Alguns passos importantes já foram dados – um deles foram estudos sobre possibilidades de reinterpretação dos espaços. Afinal, não se trata mais de uma residência, mas de um local de atividades e serviços abertos ao público e, para tanto, precisa estar preparado pra isso. Realizamos também uma análise criteriosa de todos os bens móveis, com técnicos do Museu de Arte Sacra de São Paulo, profissionais do Instituto e empresas especializadas. O resultado foi um recorte de itens com relevância cultural e histórica, uma real conexão com o casal Jorge e Odaléa e uma objetiva convergência com o propósito, dimensão, plasticidade e estética que são propostos. As decisões são conduzidas pelo desejo de fazer desse espaço um local de efervescência criativa, de beleza e de humor, características marcantes de Jorge e Odaléa, testemunhadas por todos aqueles que desfrutaram da sua companhia.
Recebendo grandes eventos, como conviver pacificamente numa região que sempre foi residencial?
O Jardim Botânico já tem muitas operações comerciais funcionando em plena harmonia e respeito com a vizinhança residencial. Existem colégios, restaurantes, igrejas e até o ícone do bairro que é a sede da Rede Globo, que só valorizou o patrimônio imobiliário da vizinhança. As cidades são locais de encontro, onde os cidadãos buscam um ambiente propício para viver, trabalhar, se entreter. Para que esses espaços sejam verdadeiramente acolhedores, é fundamental que haja um engajamento conjunto na busca por uma convivência harmoniosa, com as necessidades e preocupações de todos sendo ouvidas e consideradas.

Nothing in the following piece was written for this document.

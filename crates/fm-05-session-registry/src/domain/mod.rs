//! Session entity and errors.

pub mod errors;
pub mod session;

A partir de agosto, terá mais uma edição da CasaCor, além de outros eventos. É importante para a casa, por quê?
Existem muitos motivos para a realização de eventos: econômicos, pedagógicos, de comunicação, para relacionamento, entre outros. Podem ser uma fonte extra para manutenção, para custear atividades que possuam menor capacidade, oportunidade para atrair públicos. São importantes ainda, pois instituições de cultura fazem parte de um contexto maior que, junto a outros espaços e iniciativas, impulsionam o turismo da cidade. Eventos também geram emprego e renda, diretos e indiretos. Além da CasaCor e da Carandaí, também abrimos espaço para diversas produções audiovisuais (já foi casa do personagem de Antônio Fagundes), cursos e uma variedade de outras atividades.
Como é um imóvel tombado, nada pode ser construído no terreno, ou seja, não serviria para outros projetos, que não um centro cultural ou algo do gênero. Que outras possibilidades poderia ter?

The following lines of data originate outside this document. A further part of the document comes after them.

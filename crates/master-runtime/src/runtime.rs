//! # Master Runtime
//!
//! Owns the container, the background handlers and the listener.
//!
//! ## Startup Sequence
//!
//! 1. Bind the listener
//! 2. Subscribe the event archive to the bus
//! 3. Start the sweep and cache cleaner handlers
//! 4. Accept minion connections
//!
//! ## Shutdown Sequence
//!
//! 1. Signal shutdown to every task and connection
//! 2. Wait (bounded) for the tasks to stop

use std::net::SocketAddr;
use std::sync::Arc;
use std::time::Duration;

use shared_bus::EventFilter;
use thiserror::Error;
use tokio::net::TcpListener;
use tokio::sync::watch;
use tokio::task::JoinHandle;
use tracing::{debug, error, info, warn};

use crate::container::{ConfigError, MasterContainer};
use crate::handlers::{CacheCleaner, ConnectionHandler, EventReturnHandler, SweepHandler};

/// Runtime startup failures.
#[derive(Debug, Error)]
pub enum RuntimeError {
    /// Invalid listen address.
    #[error(transparent)]
    Config(#[from] ConfigError),

    /// The listener could not be bound.
    #[error("Cannot listen on {addr}: {source}")]
    Bind {
        /// Requested address.
        addr: SocketAddr,
        /// Underlying error.
        source: std::io::Error,
    },
}

/// Time granted to background tasks after the shutdown signal.
const SHUTDOWN_GRACE: Duration = Duration::from_secs(2);

/// The running master.
pub struct MasterRuntime {
    container: Arc<MasterContainer>,
    shutdown_tx: watch::Sender<bool>,
    shutdown_rx: watch::Receiver<bool>,
    tasks: Vec<JoinHandle<()>>,
}

impl MasterRuntime {
    /// Wrap an opened container. Nothing runs until [`start`](Self::start).
    pub fn new(container: MasterContainer) -> Self {
        let (shutdown_tx, shutdown_rx) = watch::channel(false);
        Self {
            container: Arc::new(container),
            shutdown_tx,
            shutdown_rx,
            tasks: Vec::new(),
        }
    }

    /// Shared handle to the subsystems.
    #[must_use]
    pub fn container(&self) -> Arc<MasterContainer> {
        Arc::clone(&self.container)
    }

    /// Handler for one connection that stops with this runtime.
    #[must_use]
    pub fn connection_handler(&self) -> ConnectionHandler {
        ConnectionHandler::new(self.container(), self.shutdown_rx.clone())
    }

    /// Start the background handlers, bind the configured address and
    /// accept connections.
    ///
    /// Returns the bound address.
    ///
    /// # Errors
    ///
    /// Fails if the address is invalid or cannot be bound.
    pub async fn start(&mut self) -> Result<SocketAddr, RuntimeError> {
        info!("===========================================");
        info!("  Fleet Master v{}", env!("CARGO_PKG_VERSION"));
        info!("===========================================");

        let addr = self.container.config.listen_addr()?;
        let listener = TcpListener::bind(addr)
            .await
            .map_err(|source| RuntimeError::Bind { addr, source })?;
        let local = listener
            .local_addr()
            .map_err(|source| RuntimeError::Bind { addr, source })?;

        self.start_handlers();
        self.serve(listener);

        info!("Listening for minions on {}", local);
        info!("Base Dir: {:?}", self.container.config.storage.base_dir);
        Ok(local)
    }

    /// Start the sweep, cache cleaner and event archive handlers.
    pub fn start_handlers(&mut self) {
        if self.container.config.jobs.event_return {
            let subscription = self.container.events.subscribe(EventFilter::all());
            let handler = EventReturnHandler::new(self.container(), subscription);
            self.spawn("event-return", handler.run());
        }

        let sweep = SweepHandler::new(self.container());
        self.spawn("sweep", sweep.run());

        let cleaner = CacheCleaner::new(self.container());
        self.spawn("cache-cleaner", cleaner.run());
    }

    /// Accept connections from `listener` until shutdown.
    pub fn serve(&mut self, listener: TcpListener) {
        let container = self.container();
        let shutdown = self.shutdown_rx.clone();
        self.spawn("accept", accept_loop(listener, container, shutdown));
    }

    /// Signal shutdown and wait for the background tasks.
    pub async fn shutdown(self) {
        info!("Initiating graceful shutdown...");

        if let Err(e) = self.shutdown_tx.send(true) {
            error!("Failed to send shutdown signal: {}", e);
        }

        for task in self.tasks {
            if tokio::time::timeout(SHUTDOWN_GRACE, task).await.is_err() {
                warn!("Background task did not stop in time");
            }
        }

        info!("Shutdown complete");
    }

    fn spawn<F>(&mut self, name: &'static str, task: F)
    where
        F: std::future::Future<Output = ()> + Send + 'static,
    {
        let mut shutdown = self.shutdown_rx.clone();
        self.tasks.push(tokio::spawn(async move {
            tokio::select! {
                _ = task => {}
                _ = shutdown.changed() => {
                    debug!(task = name, "Shutdown signal received");
                }
            }
        }));
    }
}

async fn accept_loop(
    listener: TcpListener,
    container: Arc<MasterContainer>,
    shutdown: watch::Receiver<bool>,
) {
    loop {
        match listener.accept().await {
            Ok((stream, peer)) => {
                if let Err(e) = stream.set_nodelay(true) {
                    debug!(peer = %peer, error = %e, "Could not disable Nagle");
                }
                let handler = ConnectionHandler::new(Arc::clone(&container), shutdown.clone());
                tokio::spawn(async move {
                    let peer = peer.to_string();
                    handler.serve(stream, &peer).await;
                });
            }
            Err(e) => {
                warn!(error = %e, "Accept failed");
                // e.g. fd exhaustion
                tokio::time::sleep(Duration::from_millis(100)).await;
            }
        }
    }
}
//! # Domain Layer
//!
//! Pure handshake logic: the state machine, challenge bookkeeping, and the
//! signed message format. No I/O.

pub mod challenge;
pub mod config;
pub mod errors;
pub mod proof;
pub mod state;
//! # Auto-Accept Policy
//!
//! Decides whether a key seen for the first time is stored as `accepted`
//! instead of `pending`. Only first contact is affected; existing records
//! never change state through the policy.

use serde::{Deserialize, Serialize};
use shared_types::{GlobPattern, MinionId};
use tracing::warn;

/// First-contact acceptance rule.
#[derive(Debug, Clone, Default, PartialEq, Eq, Serialize, Deserialize)]
#[serde(rename_all = "snake_case", tag = "mode", content = "patterns")]
pub enum AutoAcceptPolicy {
    /// Every new key waits for an operator.
    #[default]
    Off,
    /// Every new key is accepted. Only for closed lab networks.
    All,
    /// New keys whose ID matches any of these globs are accepted.
    Matching(Vec<String>),
}

impl AutoAcceptPolicy {
    /// Parse the compact config form: `off`, `all`, or a comma-separated
    /// glob list.
    #[must_use]
    pub fn from_config_str(value: &str) -> Self {
        match value.trim() {
            "" | "off" | "false" | "no" => AutoAcceptPolicy::Off,
            "all" | "true" | "yes" => AutoAcceptPolicy::All,
            list => AutoAcceptPolicy::Matching(
                list.split(',')
                    .map(str::trim)
                    .filter(|p| !p.is_empty())
                    .map(str::to_owned)
                    .collect(),
            ),
        }
    }

    /// Whether a first-contact key for `minion_id` is accepted.
    ///
    /// Patterns that fail to compile match nothing.
    #[must_use]
    pub fn allows(&self, minion_id: &MinionId) -> bool {
        match self {
            AutoAcceptPolicy::Off => false,
            AutoAcceptPolicy::All => true,
            AutoAcceptPolicy::Matching(patterns) => patterns.iter().any(|p| {
                match GlobPattern::new(p) {
                    Ok(glob) => glob.is_match(minion_id.as_str()),
                    Err(e) => {
                        warn!(pattern = %p, error = %e, "[fm-01] Ignoring invalid auto-accept pattern");
                        false
                    }
                }
            }),
        }
    }
}
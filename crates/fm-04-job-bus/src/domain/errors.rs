//! # Domain Errors

use fm_03_secure_channel::ChannelError;
use shared_types::{JobId, MinionId, SessionId};
use thiserror::Error;

/// Job cache failures.
#[derive(Debug, Error, Clone, PartialEq, Eq)]
pub enum JobCacheError {
    /// Filesystem failure.
    #[error("Job cache I/O error: {0}")]
    Io(String),

    /// A stored document did not decode.
    #[error("Corrupt job cache entry {path}: {reason}")]
    Corrupt {
        /// Offending file.
        path: String,
        /// Decoder message.
        reason: String,
    },

    /// A return for this minion and job is already stored.
    #[error("Return from {minion_id} for job {jid} already stored")]
    DuplicateReturn {
        /// Job identifier.
        jid: JobId,
        /// Submitter.
        minion_id: MinionId,
    },

    /// A caller-supplied JID already names a job in the cache.
    #[error("Job ID {0} already exists")]
    JidTaken(JobId),

    /// No free JID could be generated.
    #[error("Could not allocate a job ID")]
    JidExhausted,
}

impl From<std::io::Error> for JobCacheError {
    fn from(e: std::io::Error) -> Self {
        JobCacheError::Io(e.to_string())
    }
}

/// Job bus failures.
#[derive(Debug, Error, Clone, PartialEq, Eq)]
pub enum JobBusError {
    /// The session is not (or no longer) the current one.
    #[error("Session {0} not found")]
    SessionNotFound(SessionId),

    /// The return frame was already seen.
    #[error("Replay detected: seq {seq} <= last accepted {last_accepted}")]
    ReplayDetected {
        /// Sequence carried by the frame.
        seq: u64,
        /// Highest sequence accepted on this session.
        last_accepted: u64,
    },

    /// The frame did not open or decode.
    #[error("Channel error: {0}")]
    Channel(ChannelError),

    /// The minion was not a recipient of the job.
    #[error("{minion_id} is not a recipient of job {jid}")]
    UnauthorizedReturn {
        /// Job identifier.
        jid: JobId,
        /// Submitter.
        minion_id: MinionId,
    },

    /// The minion already returned for the job.
    #[error("Duplicate return from {minion_id} for job {jid}")]
    DuplicateReturn {
        /// Job identifier.
        jid: JobId,
        /// Submitter.
        minion_id: MinionId,
    },

    /// No such job.
    #[error("Unknown job {0}")]
    UnknownJob(JobId),

    /// A caller-supplied JID names an existing job.
    #[error("Job ID {0} is already in use")]
    JidInUse(JobId),

    /// Job cache failure.
    #[error(transparent)]
    Cache(JobCacheError),
}

impl From<ChannelError> for JobBusError {
    fn from(e: ChannelError) -> Self {
        match e {
            ChannelError::ReplayDetected { seq, last_accepted } => {
                JobBusError::ReplayDetected { seq, last_accepted }
            }
            other => JobBusError::Channel(other),
        }
    }
}

impl From<JobCacheError> for JobBusError {
    fn from(e: JobCacheError) -> Self {
        match e {
            JobCacheError::DuplicateReturn { jid, minion_id } => {
                JobBusError::DuplicateReturn { jid, minion_id }
            }
            JobCacheError::JidTaken(jid) => JobBusError::JidInUse(jid),
            other => JobBusError::Cache(other),
        }
    }
}
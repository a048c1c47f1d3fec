//! # Job Bus Service
//!
//! Fans jobs out to live sessions and accepts their returns.
//!
//! A job is tracked and its load persisted before the first `JOB_PUBLISH`
//! is queued, so a return can never arrive ahead of its job. Cache writes
//! run on the blocking pool.

use crate::domain::errors::{JobBusError, JobCacheError};
use crate::domain::job::{DeliveryHandle, JobRequest, JobSummary, RecordedEvent};
use crate::domain::target::TargetMatcher;
use crate::ports::outbound::JobCache;
use fm_03_secure_channel::{Direction, SecureChannel};
use fm_05_session_registry::SessionRegistry;
use parking_lot::Mutex;
use shared_bus::{EventPublisher, MasterEvent};
use shared_types::{
    Job, JobId, JobResult, JobReturn, MinionId, SealedFrame, SessionId, TimeSource, Timestamp,
    WireMessage,
};
use std::collections::{BTreeSet, HashMap};
use std::sync::Arc;
use std::time::Duration;
use tokio::sync::watch;
use tracing::{debug, info, warn};


/// Job bus tuning.
#[derive(Debug, Clone, PartialEq, Eq)]
pub struct JobBusConfig {
    /// How long a job is tracked waiting for returns.
    pub job_timeout: Duration,
    /// Hours a job stays in the cache; `0` keeps jobs forever.
    pub keep_jobs_hours: u64,
    /// Move cleaned jobs to the archive instead of deleting them.
    pub archive_jobs: bool,
}

impl JobBusConfig {
    /// Default tracking window.
    pub const DEFAULT_JOB_TIMEOUT: Duration = Duration::from_secs(60);
    /// Default cache retention.
    pub const DEFAULT_KEEP_JOBS_HOURS: u64 = 24;
}

impl Default for JobBusConfig {
    fn default() -> Self {
        Self {
            job_timeout: Self::DEFAULT_JOB_TIMEOUT,
            keep_jobs_hours: Self::DEFAULT_KEEP_JOBS_HOURS,
            archive_jobs: false,
        }
    }
}

/// An in-flight job.
struct Tracked {
    fun: String,
    issued_at: Timestamp,
    expected: BTreeSet<MinionId>,
    returned: BTreeSet<MinionId>,
    complete: watch::Sender<bool>,
}

impl Tracked {
    fn missing(&self) -> Vec<MinionId> {
        self.expected.difference(&self.returned).cloned().collect()
    }

    fn is_complete(&self) -> bool {
        self.expected.is_subset(&self.returned)
    }
}

/// Publishes jobs and collects returns.
pub struct JobBus {
    sessions: Arc<SessionRegistry>,
    cache: Arc<dyn JobCache>,
    events: Arc<dyn EventPublisher>,
    time_source: Arc<dyn TimeSource>,
    config: JobBusConfig,
    jobs: Mutex<HashMap<JobId, Tracked>>,
}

Independentemente do tombamento, nosso compromisso está na preservação do bem e legado de Jorge e Odaléa.
Das peças do acervo, quais as suas prediletas?
Tenho carinho especial por quatro itens: a) uma imagem de Nossa Senhora da Conceição, presente de casamento da mãe de Odaléa, Zaíra, ao casal; b) o quadro “A Tempestade”, comprado em um leilão, depois de acirrada concorrência com Getúlio Vargas (o par dessa tela, “A Bonança”, foi arrematado pelo representante do Presidente); c) uma imagem de São Sebastião: além de linda, retrata o padroeiro da nossa cidade; d) um pequeno par de porcelanas chinesas, muito delicadas e simples, mas que, para Odaléa, representava o amor eterno entre os dois.
Hoje, você assumiria o Brando Barbosa?
Sim, me sinto muito honrado em liderar esse projeto e pretendo permanecer à frente do instituto até alcançarmos o nosso objetivo de transformá-lo numa entidade autossustentável, independente, gerando empregos e servindo aos interesses da cidade.